Stella gets good news. Sid is alert and responsive. Flack gives some good news. No one can check out books from the special collections, duh, so the person had to poison the book in the library. The only non-clean guy is named Timothy and has a history of chemical company breaks in. His address is the same one found on Gunthar’s page and is a Buddhist monastery. They ask for Timothy Pram and is told he no longer exists. Turns out the Buddhist monk used to be Timothy. He says he was talking with Gunthar about what to do when people die, he was doing a film. He apologizes for his mistakes and insists it’s all in the past. Stella checks him for radiation.

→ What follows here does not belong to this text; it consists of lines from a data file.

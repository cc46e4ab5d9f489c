//! Append-only activity ledger of processed uploads.
//!
//! [`SqliteLedger`] keeps one row per upload in a single SQLite table. Writers
//! are serialized through a mutex around the connection, so concurrent
//! requests never interleave a statement; the order of their rows is
//! unspecified. Rows are never updated or deleted.

use std::path::Path;
use std::sync::Mutex;

use chrono::{DateTime, Utc};
use rusqlite::{Connection, OpenFlags, params};
use thiserror::Error;

/// Number of recent uploads shown by default.
pub const DEFAULT_RECENT_LIMIT: usize = 10;

#[derive(Error, Debug)]
pub enum LedgerError {
    #[error("ledger database error: {0}")]
    Sqlite(#[from] rusqlite::Error),
    #[error("failed to encode triggered categories: {0}")]
    Serialize(#[from] serde_json::Error),
    #[error("ledger lock poisoned")]
    Poisoned,
}

/// One processed upload.
#[derive(Debug, Clone, PartialEq)]
pub struct UploadEvent {
    pub filename: String,
    pub uploaded_at: DateTime<Utc>,
    /// Network origin of the requester (IP address as text).
    pub origin: String,
    pub location: Option<String>,
    /// Categories scoring above the relevance threshold; `None` when the
    /// document could not be processed.
    pub triggered: Option<Vec<String>>,
}

impl UploadEvent {
    /// An event stamped with the current time.
    pub fn new(filename: impl Into<String>, origin: impl Into<String>) -> Self {
        Self {
            filename: filename.into(),
            uploaded_at: Utc::now(),
            origin: origin.into(),
            location: None,
            triggered: None,
        }
    }

    pub fn with_location(mut self, location: Option<String>) -> Self {
        self.location = location;
        self
    }

    pub fn with_triggered(mut self, triggered: Option<Vec<String>>) -> Self {
        self.triggered = triggered;
        self
    }
}

/// Aggregate view of the ledger.
#[derive(Debug, Clone, Default, PartialEq)]
pub struct LedgerSummary {
    pub total: u64,
    pub last_upload: Option<DateTime<Utc>>,
    /// Most recent uploads, newest first.
    pub recent: Vec<UploadEvent>,
}

/// Append/query facade over persisted upload events.
pub trait Ledger: Send + Sync {
    fn record(&self, event: &UploadEvent) -> Result<(), LedgerError>;

    /// Totals plus the `limit` most recent events.
    fn summary(&self, limit: usize) -> Result<LedgerSummary, LedgerError>;
}

/// SQLite-backed [`Ledger`].
pub struct SqliteLedger {
    conn: Mutex<Connection>,
}

impl std::fmt::Debug for SqliteLedger {
    fn fmt(&self, f: &mut std::fmt::Formatter<'_>) -> std::fmt::Result {
        f.debug_struct("SqliteLedger").finish_non_exhaustive()
    }
}

impl SqliteLedger {
    /// Open (or create) a ledger database at `path` with WAL journaling.
    pub fn open(path: &Path) -> Result<Self, LedgerError> {
        let conn = Connection::open_with_flags(
            path,
            OpenFlags::SQLITE_OPEN_READ_WRITE
                | OpenFlags::SQLITE_OPEN_CREATE
                | OpenFlags::SQLITE_OPEN_NO_MUTEX,
        )?;
        conn.execute_batch(
            "PRAGMA journal_mode = WAL;
             PRAGMA synchronous = NORMAL;
             PRAGMA busy_timeout = 5000;",
        )?;
        Self::with_connection(conn)
    }

    /// A ledger that lives only as long as the process.
    pub fn in_memory() -> Result<Self, LedgerError> {
        Self::with_connection(Connection::open_in_memory()?)
    }

    fn with_connection(conn: Connection) -> Result<Self, LedgerError> {
        conn.execute_batch(
            "CREATE TABLE IF NOT EXISTS uploads (
                 id          INTEGER PRIMARY KEY AUTOINCREMENT,
                 filename    TEXT NOT NULL,
                 upload_time INTEGER NOT NULL,
                 ip          TEXT NOT NULL,
                 location    TEXT,
                 triggered   TEXT
             );
             CREATE INDEX IF NOT EXISTS idx_uploads_time ON uploads (upload_time);",
        )?;
        Ok(Self {
            conn: Mutex::new(conn),
        })
    }
}

impl Ledger for SqliteLedger {
    fn record(&self, event: &UploadEvent) -> Result<(), LedgerError> {
        let triggered_json = event
            .triggered
            .as_ref()
            .map(serde_json::to_string)
            .transpose()?;

        let conn = self.conn.lock().map_err(|_| LedgerError::Poisoned)?;
        conn.execute(
            "INSERT INTO uploads (filename, upload_time, ip, location, triggered)
             VALUES (?1, ?2, ?3, ?4, ?5)",
            params![
                event.filename,
                event.uploaded_at.timestamp_millis(),
                event.origin,
                event.location,
                triggered_json
            ],
        )?;
        tracing::debug!(filename = %event.filename, origin = %event.origin, "upload recorded");
        Ok(())
    }

    fn summary(&self, limit: usize) -> Result<LedgerSummary, LedgerError> {
        let conn = self.conn.lock().map_err(|_| LedgerError::Poisoned)?;

        let (total, latest): (i64, Option<i64>) = conn.query_row(
            "SELECT COUNT(*), MAX(upload_time) FROM uploads",
            [],
            |row| Ok((row.get(0)?, row.get(1)?)),
        )?;

        let mut stmt = conn.prepare(
            "SELECT filename, upload_time, ip, location, triggered FROM uploads
             ORDER BY upload_time DESC, id DESC LIMIT ?1",
        )?;
        let recent = stmt
            .query_map(params![limit as i64], |row| {
                let millis: i64 = row.get(1)?;
                let triggered: Option<String> = row.get(4)?;
                Ok(UploadEvent {
                    filename: row.get(0)?,
                    uploaded_at: from_millis(millis),
                    origin: row.get(2)?,
                    location: row.get(3)?,
                    triggered: triggered.and_then(|t| serde_json::from_str(&t).ok()),
                })
            })?
            .collect::<Result<Vec<_>, _>>()?;

        Ok(LedgerSummary {
            total: total.max(0) as u64,
            last_upload: latest.map(from_millis),
            recent,
        })
    }
}

fn from_millis(millis: i64) -> DateTime<Utc> {
    DateTime::from_timestamp_millis(millis).unwrap_or_default()
}

#[cfg(test)]
mod tests {
    use super::*;
    use chrono::TimeZone;

    fn event_at(filename: &str, secs: i64) -> UploadEvent {
        UploadEvent {
            filename: filename.to_string(),
            uploaded_at: Utc.timestamp_opt(secs, 0).unwrap(),
            origin: "203.0.113.7".to_string(),
            location: None,
            triggered: None,
        }
    }

    #[test]
    fn empty_summary() {
        let ledger = SqliteLedger::in_memory().unwrap();
        let summary = ledger.summary(DEFAULT_RECENT_LIMIT).unwrap();
        assert_eq!(summary, LedgerSummary::default());
    }

    #[test]
    fn record_and_summarize() {
        let ledger = SqliteLedger::in_memory().unwrap();
        ledger.record(&event_at("a.pdf", 1_700_000_000)).unwrap();
        ledger
            .record(
                &event_at("b.pdf", 1_700_000_500)
                    .with_location(Some("Bandung, West Java, Indonesia".into()))
                    .with_triggered(Some(vec!["Goal 6".into(), "Goal 13".into()])),
            )
            .unwrap();

        let summary = ledger.summary(DEFAULT_RECENT_LIMIT).unwrap();
        assert_eq!(summary.total, 2);
        assert_eq!(
            summary.last_upload,
            Some(Utc.timestamp_opt(1_700_000_500, 0).unwrap())
        );
        assert_eq!(summary.recent.len(), 2);
        assert_eq!(summary.recent[0].filename, "b.pdf");
        assert_eq!(
            summary.recent[0].location.as_deref(),
            Some("Bandung, West Java, Indonesia")
        );
        assert_eq!(
            summary.recent[0].triggered,
            Some(vec!["Goal 6".to_string(), "Goal 13".to_string()])
        );
        assert_eq!(summary.recent[1].filename, "a.pdf");
        assert_eq!(summary.recent[1].triggered, None);
    }

    #[test]
    fn empty_triggered_list_round_trips() {
        let ledger = SqliteLedger::in_memory().unwrap();
        ledger
            .record(&event_at("c.pdf", 10).with_triggered(Some(vec![])))
            .unwrap();
        let summary = ledger.summary(1).unwrap();
        assert_eq!(summary.recent[0].triggered, Some(vec![]));
    }

    #[test]
    fn summary_is_limited_newest_first() {
        let ledger = SqliteLedger::in_memory().unwrap();
        for i in 0..15 {
            ledger.record(&event_at(&format!("{i}.pdf"), 1_000 + i)).unwrap();
        }
        let summary = ledger.summary(DEFAULT_RECENT_LIMIT).unwrap();
        assert_eq!(summary.total, 15);
        assert_eq!(summary.recent.len(), 10);
        assert_eq!(summary.recent[0].filename, "14.pdf");
        assert_eq!(summary.recent[9].filename, "5.pdf");
    }

    #[test]
    fn same_timestamp_orders_by_insertion() {
        let ledger = SqliteLedger::in_memory().unwrap();
        ledger.record(&event_at("first.pdf", 42)).unwrap();
        ledger.record(&event_at("second.pdf", 42)).unwrap();
        let summary = ledger.summary(2).unwrap();
        assert_eq!(summary.recent[0].filename, "second.pdf");
    }

    #[test]
    fn persists_across_reopen() {
        let dir = tempfile::tempdir().unwrap();
        let path = dir.path().join("ledger.db");
        {
            let ledger = SqliteLedger::open(&path).unwrap();
            ledger.record(&event_at("kept.pdf", 99)).unwrap();
        }
        let reopened = SqliteLedger::open(&path).unwrap();
        let summary = reopened.summary(DEFAULT_RECENT_LIMIT).unwrap();
        assert_eq!(summary.total, 1);
        assert_eq!(summary.recent[0].filename, "kept.pdf");
    }

    #[test]
    fn concurrent_writers_do_not_lose_rows() {
        let ledger = std::sync::Arc::new(SqliteLedger::in_memory().unwrap());
        let handles: Vec<_> = (0..8)
            .map(|t| {
                let ledger = std::sync::Arc::clone(&ledger);
                std::thread::spawn(move || {
                    for i in 0..25 {
                        ledger
                            .record(&UploadEvent::new(format!("t{t}-{i}.pdf"), "198.51.100.1"))
                            .unwrap();
                    }
                })
            })
            .collect();
        for h in handles {
            h.join().unwrap();
        }
        assert_eq!(ledger.summary(1).unwrap().total, 200);
    }
}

Lindsay found sea sponge in the murder weapon. Adam looks at the trace found on the trace. He predicts it might be a bug. Meanwhile, Hawkes looks at a 3-D hologram of Molly’s body. She did die of radiation. Mac and Hawkes end up in her stomach, which is seriously damaged. Unlike Eliza and Gunthar, Molly ingested the radiation. Now the question is: Who wanted Molly dead?

Stella and Danny figure out that Molly was an intended target. Eliza and Gunthar must’ve been collateral damage. Flack tells the duo about Molly’s assistant, whom she wrote up thrice and who hasn’t been seen in awhile. Radiation comes off his desk but is low enough for lead gloves. Danny is glad—he doesn’t like Droid!Danny much. Danny finds a collection of smoke detectors in the desk. He was also taking iodine, which could be used to protect against certain radiation. It was taken after Chernobyl. The Droid patrol goes to find Larry the assistant, who looks moments away from death himself. He asks to be droided up. He tells Droid!Stella that he was building a reactor so we could have cheaper energy. Larry says he’s a scientist, Mac says he’s a quack, and Hawkes says he’s innocent.

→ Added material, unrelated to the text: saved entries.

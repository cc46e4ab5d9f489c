pub mod admin;
pub mod extract;
pub mod index;
pub mod report;
pub mod webhook;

Danny tells us the radioactive metals found at Larry’s but no thallium. Lindsay says that the trace found on the trace was from a beetle used for red paint. Stella and Danny think the “shriiimper” but Mac realizes it is Molly’s hubby. He was an amateur painter. He killed his poor sick wife and then got greedy. Killed a few other people to file a lawsuit. And since it affected Sid, Mac’s pissed off. That’s the theme of this season—Don’t piss off Mac Taylor. Hubby didn’t want to practice law, not after the chemical plant case. He wanted to be on Easy Street. Don’t we all.

Hawkes goes to visit and awake Sid, who is reading. He says he knows how a microwavable burrito feels and thanks Hawkes. Hawkes uses the “You would’ve done the same for me.” Mac brings him the Tibetan Book of the Dead (“A clean copy, I presume?”) and then Flack brings chips for the Ranger game. All that’s missing is Danny for a guys party complete with chips and water, which bums Sid out. He wants beer.